:: WHAT TO DO ::
Every line of the data must appear again in the answer, exactly as written.

:: EXTRACTED MATERIAL ::
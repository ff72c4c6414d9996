//! Bounded cache of reusable HTTP clients keyed by execution mode,
//! streaming mode and timeout.
//!
//! Sync clients carry a total request timeout. Streaming clients carry no
//! total timeout at all; the pool records the requested header timeout and
//! the forwarder bounds `send()` with it, which is the mechanism used to
//! decide a backend is not streaming-capable.

use std::collections::HashMap;
use std::sync::{Arc, Mutex};
use std::time::{Duration, Instant};

use tokio::task::JoinHandle;

use crate::errors::DispatchError;
use crate::types::{ExecutionMode, StreamingMode};

const CONNECT_TIMEOUT: Duration = Duration::from_secs(10);

/// Identifies one pooled client configuration.
#[derive(Clone, Debug, PartialEq, Eq, Hash)]
pub struct ClientKey {
    pub mode: ExecutionMode,
    pub streaming: Option<StreamingMode>,
    pub timeout_secs: u64,
}

/// A cached client plus the metadata the pool needs for eviction.
#[derive(Clone, Debug)]
pub struct PooledClient {
    pub client: reqwest::Client,
    pub is_streaming: bool,
    pub streaming_mode: Option<StreamingMode>,
    pub header_timeout: Duration,
    pub created_at: Instant,
}

/// Process-wide pool limits, fixed at construction.
#[derive(Clone, Debug)]
pub struct ClientPoolConfig {
    pub max_clients: usize,
    pub max_timeout: Duration,
    pub default_timeout: Duration,
    pub client_lifetime: Duration,
    pub cleanup_interval: Duration,
}

impl Default for ClientPoolConfig {
    fn default() -> Self {
        Self {
            max_clients: 32,
            max_timeout: Duration::from_secs(300),
            default_timeout: Duration::from_secs(30),
            client_lifetime: Duration::from_secs(600),
            cleanup_interval: Duration::from_secs(60),
        }
    }
}

/// Owned, injectable client pool. All map access is serialized by a single
/// lock; callers receive a cloned `reqwest::Client`, which is safe for
/// concurrent use across in-flight requests.
pub struct ClientPool {
    config: ClientPoolConfig,
    clients: Mutex<HashMap<ClientKey, PooledClient>>,
    cleanup: Mutex<Option<JoinHandle<()>>>,
}

impl ClientPool {
    /// Construct the pool and spawn the periodic lifetime cleanup task.
    pub fn start(config: ClientPoolConfig) -> Arc<Self> {
        let pool = Arc::new(Self {
            config,
            clients: Mutex::new(HashMap::new()),
            cleanup: Mutex::new(None),
        });

        let worker = Arc::clone(&pool);
        let handle = tokio::spawn(async move {
            let mut ticker = tokio::time::interval(worker.config.cleanup_interval);
            ticker.set_missed_tick_behavior(tokio::time::MissedTickBehavior::Delay);
            loop {
                ticker.tick().await;
                worker.evict_expired();
            }
        });
        *pool.cleanup.lock().expect("client pool lock poisoned") = Some(handle);

        pool
    }

    /// Pool for contexts without a running runtime (tests, one-shot tools).
    /// No cleanup task; eviction still applies on insert.
    pub fn new(config: ClientPoolConfig) -> Arc<Self> {
        Arc::new(Self {
            config,
            clients: Mutex::new(HashMap::new()),
            cleanup: Mutex::new(None),
        })
    }

    /// Non-streaming client for the clamped timeout.
    pub fn get_client(&self, timeout: Option<Duration>) -> Result<reqwest::Client, DispatchError> {
        let timeout = self.clamp_timeout(timeout);
        let key = ClientKey {
            mode: ExecutionMode::Sync,
            streaming: None,
            timeout_secs: timeout.as_secs(),
        };

        let mut clients = self.clients.lock().expect("client pool lock poisoned");
        if let Some(entry) = clients.get(&key) {
            return Ok(entry.client.clone());
        }

        let client = reqwest::Client::builder()
            .timeout(timeout)
            .connect_timeout(CONNECT_TIMEOUT)
            .build()
            .map_err(DispatchError::ClientBuild)?;
        let entry = PooledClient {
            client: client.clone(),
            is_streaming: false,
            streaming_mode: None,
            header_timeout: timeout,
            created_at: Instant::now(),
        };
        Self::insert_with_eviction(&mut clients, self.config.max_clients, key, entry);
        Ok(client)
    }

    /// Streaming client for the requested mode. Returns the client together
    /// with the header timeout the forwarder must enforce on `send()`.
    pub fn get_stream_client(
        &self,
        mode: StreamingMode,
        timeout: Option<Duration>,
    ) -> Result<(reqwest::Client, Duration), DispatchError> {
        let header_timeout = timeout.unwrap_or(self.config.default_timeout);
        let key = ClientKey {
            mode: ExecutionMode::Stream,
            streaming: Some(mode),
            timeout_secs: header_timeout.as_secs(),
        };

        let mut clients = self.clients.lock().expect("client pool lock poisoned");
        if let Some(entry) = clients.get(&key) {
            return Ok((entry.client.clone(), entry.header_timeout));
        }

        let client = reqwest::Client::builder()
            .connect_timeout(CONNECT_TIMEOUT)
            .build()
            .map_err(DispatchError::ClientBuild)?;
        let entry = PooledClient {
            client: client.clone(),
            is_streaming: true,
            streaming_mode: Some(mode),
            header_timeout,
            created_at: Instant::now(),
        };
        Self::insert_with_eviction(&mut clients, self.config.max_clients, key, entry);
        Ok((client, header_timeout))
    }

    /// Stop the cleanup task. Cached clients are dropped with the pool.
    pub fn close(&self) {
        if let Some(handle) = self
            .cleanup
            .lock()
            .expect("client pool lock poisoned")
            .take()
        {
            handle.abort();
        }
    }

    pub fn len(&self) -> usize {
        self.clients.lock().expect("client pool lock poisoned").len()
    }

    pub fn is_empty(&self) -> bool {
        self.len() == 0
    }

    fn clamp_timeout(&self, timeout: Option<Duration>) -> Duration {
        let requested = timeout.unwrap_or(self.config.default_timeout);
        requested.clamp(self.config.default_timeout, self.config.max_timeout)
    }

    /// Insert the entry, evicting exactly one existing entry when the pool
    /// is full: the oldest non-streaming client, falling back to the oldest
    /// of any kind when every entry is streaming.
    fn insert_with_eviction(
        clients: &mut HashMap<ClientKey, PooledClient>,
        max_clients: usize,
        key: ClientKey,
        entry: PooledClient,
    ) {
        if clients.len() >= max_clients {
            let victim = clients
                .iter()
                .filter(|(_, candidate)| !candidate.is_streaming)
                .min_by_key(|(_, candidate)| candidate.created_at)
                .or_else(|| clients.iter().min_by_key(|(_, candidate)| candidate.created_at))
                .map(|(victim_key, _)| victim_key.clone());
            if let Some(victim) = victim {
                tracing::debug!(key = ?victim, "client pool full, evicting oldest entry");
                clients.remove(&victim);
            }
        }
        clients.insert(key, entry);
    }

    /// Drop sync clients older than the configured lifetime. Streaming
    /// clients are exempt from the timer and only leave via insert-eviction.
    fn evict_expired(&self) {
        let mut clients = self.clients.lock().expect("client pool lock poisoned");
        let lifetime = self.config.client_lifetime;
        let before = clients.len();
        clients.retain(|_, entry| entry.is_streaming || entry.created_at.elapsed() < lifetime);
        let evicted = before - clients.len();
        if evicted > 0 {
            tracing::debug!(evicted, "client pool lifetime cleanup");
        }
    }
}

:: REPLY TO THE EXERCISE ::
repository ff72c4c6414d9996
//! Bounded cache of reusable HTTP clients keyed by execution mode,
//! streaming mode and timeout.
//!
//! Sync clients carry a total request timeout. Streaming clients carry no
//! total timeout at all; the pool records the requested header timeout and
//! the forwarder bounds `send()` with it, which is the mechanism used to
//! decide a backend is not streaming-capable.

use std::collections::HashMap;
use std::sync::{Arc, Mutex};
use std::time::{Duration, Instant};

use tokio::task::JoinHandle;

use crate::errors::DispatchError;
use crate::types::{ExecutionMode, StreamingMode};

const CONNECT_TIMEOUT: Duration = Duration::from_secs(10);

/// Identifies one pooled client configuration.
#[derive(Clone, Debug, PartialEq, Eq, Hash)]
pub struct ClientKey {
    pub mode: ExecutionMode,
    pub streaming: Option<StreamingMode>,
    pub timeout_secs: u64,
}

/// A cached client plus the metadata the pool needs for eviction.
#[derive(Clone, Debug)]
pub struct PooledClient {
    pub client: reqwest::Client,
    pub is_streaming: bool,
    pub streaming_mode: Option<StreamingMode>,
    pub header_timeout: Duration,
    pub created_at: Instant,
}

/// Process-wide pool limits, fixed at construction.
#[derive(Clone, Debug)]
pub struct ClientPoolConfig {
    pub max_clients: usize,
    pub max_timeout: Duration,
    pub default_timeout: Duration,
    pub client_lifetime: Duration,
    pub cleanup_interval: Duration,
}

impl Default for ClientPoolConfig {
    fn default() -> Self {
        Self {
            max_clients: 32,
            max_timeout: Duration::from_secs(300),
            default_timeout: Duration::from_secs(30),
            client_lifetime: Duration::from_secs(600),
            cleanup_interval: Duration::from_secs(60),
        }
    }
}

/// Owned, injectable client pool. All map access is serialized by a single
/// lock; callers receive a cloned `reqwest::Client`, which is safe for
/// concurrent use across in-flight requests.
pub struct ClientPool {
    config: ClientPoolConfig,
    clients: Mutex<HashMap<ClientKey, PooledClient>>,
    cleanup: Mutex<Option<JoinHandle<()>>>,
}

impl ClientPool {
    /// Construct the pool and spawn the periodic lifetime cleanup task.
    pub fn start(config: ClientPoolConfig) -> Arc<Self> {
        let pool = Arc::new(Self {
            config,
            clients: Mutex::new(HashMap::new()),
            cleanup: Mutex::new(None),
        });

        let worker = Arc::clone(&pool);
        let handle = tokio::spawn(async move {
            let mut ticker = tokio::time::interval(worker.config.cleanup_interval);
            ticker.set_missed_tick_behavior(tokio::time::MissedTickBehavior::Delay);
            loop {
                ticker.tick().await;
                worker.evict_expired();
            }
        });
        *pool.cleanup.lock().expect("client pool lock poisoned") = Some(handle);

        pool
    }

    /// Pool for contexts without a running runtime (tests, one-shot tools).
    /// No cleanup task; eviction still applies on insert.
    pub fn new(config: ClientPoolConfig) -> Arc<Self> {
        Arc::new(Self {
            config,
            clients: Mutex::new(HashMap::new()),
            cleanup: Mutex::new(None),
        })
    }

    /// Non-streaming client for the clamped timeout.
    pub fn get_client(&self, timeout: Option<Duration>) -> Result<reqwest::Client, DispatchError> {
        let timeout = self.clamp_timeout(timeout);
        let key = ClientKey {
            mode: ExecutionMode::Sync,
            streaming: None,
            timeout_secs: timeout.as_secs(),
        };

        let mut clients = self.clients.lock().expect("client pool lock poisoned");
        if let Some(entry) = clients.get(&key) {
            return Ok(entry.client.clone());
        }

        let client = reqwest::Client::builder()
            .timeout(timeout)
            .connect_timeout(CONNECT_TIMEOUT)
            .build()
            .map_err(DispatchError::ClientBuild)?;
        let entry = PooledClient {
            client: client.clone(),
            is_streaming: false,
            streaming_mode: None,
            header_timeout: timeout,
            created_at: Instant::now(),
        };
        Self::insert_with_eviction(&mut clients, self.config.max_clients, key, entry);
        Ok(client)
    }

    /// Streaming client for the requested mode. Returns the client together
    /// with the header timeout the forwarder must enforce on `send()`.
    pub fn get_stream_client(
        &self,
        mode: StreamingMode,
        timeout: Option<Duration>,
    ) -> Result<(reqwest::Client, Duration), DispatchError> {
        let header_timeout = timeout.unwrap_or(self.config.default_timeout);
        let key = ClientKey {
            mode: ExecutionMode::Stream,
            streaming: Some(mode),
            timeout_secs: header_timeout.as_secs(),
        };

        let mut clients = self.clients.lock().expect("client pool lock poisoned");
        if let Some(entry) = clients.get(&key) {
            return Ok((entry.client.clone(), entry.header_timeout));
        }

        let client = reqwest::Client::builder()
            .connect_timeout(CONNECT_TIMEOUT)
            .build()
            .map_err(DispatchError::ClientBuild)?;
        let entry = PooledClient {
            client: client.clone(),
            is_streaming: true,
            streaming_mode: Some(mode),
            header_timeout,
            created_at: Instant::now(),
        };
        Self::insert_with_eviction(&mut clients, self.config.max_clients, key, entry);
        Ok((client, header_timeout))
    }

    /// Stop the cleanup task. Cached clients are dropped with the pool.
    pub fn close(&self) {
        if let Some(handle) = self
            .cleanup
            .lock()
            .expect("client pool lock poisoned")
            .take()
        {
            handle.abort();
        }
    }

    pub fn len(&self) -> usize {
        self.clients.lock().expect("client pool lock poisoned").len()
    }

    pub fn is_empty(&self) -> bool {
        self.len() == 0
    }

    fn clamp_timeout(&self, timeout: Option<Duration>) -> Duration {
        let requested = timeout.unwrap_or(self.config.default_timeout);
        requested.clamp(self.config.default_timeout, self.config.max_timeout)
    }

    /// Insert the entry, evicting exactly one existing entry when the pool
    /// is full: the oldest non-streaming client, falling back to the oldest
    /// of any kind when every entry is streaming.
    fn insert_with_eviction(
        clients: &mut HashMap<ClientKey, PooledClient>,
        max_clients: usize,
        key: ClientKey,
        entry: PooledClient,
    ) {
        if clients.len() >= max_clients {
            let victim = clients
                .iter()
                .filter(|(_, candidate)| !candidate.is_streaming)
                .min_by_key(|(_, candidate)| candidate.created_at)
                .or_else(|| clients.iter().min_by_key(|(_, candidate)| candidate.created_at))
                .map(|(victim_key, _)| victim_key.clone());
            if let Some(victim) = victim {
                tracing::debug!(key = ?victim, "client pool full, evicting oldest entry");
                clients.remove(&victim);
            }
        }
        clients.insert(key, entry);
    }

    /// Drop sync clients older than the configured lifetime. Streaming
    /// clients are exempt from the timer and only leave via insert-eviction.
    fn evict_expired(&self) {
        let mut clients = self.clients.lock().expect("client pool lock poisoned");
        let lifetime = self.config.client_lifetime;
        let before = clients.len();
        clients.retain(|_, entry| entry.is_streaming || entry.created_at.elapsed() < lifetime);
        let evicted = before - clients.len();
        if evicted > 0 {
            tracing::debug!(evicted, "client pool lifetime cleanup");
        }
    }
}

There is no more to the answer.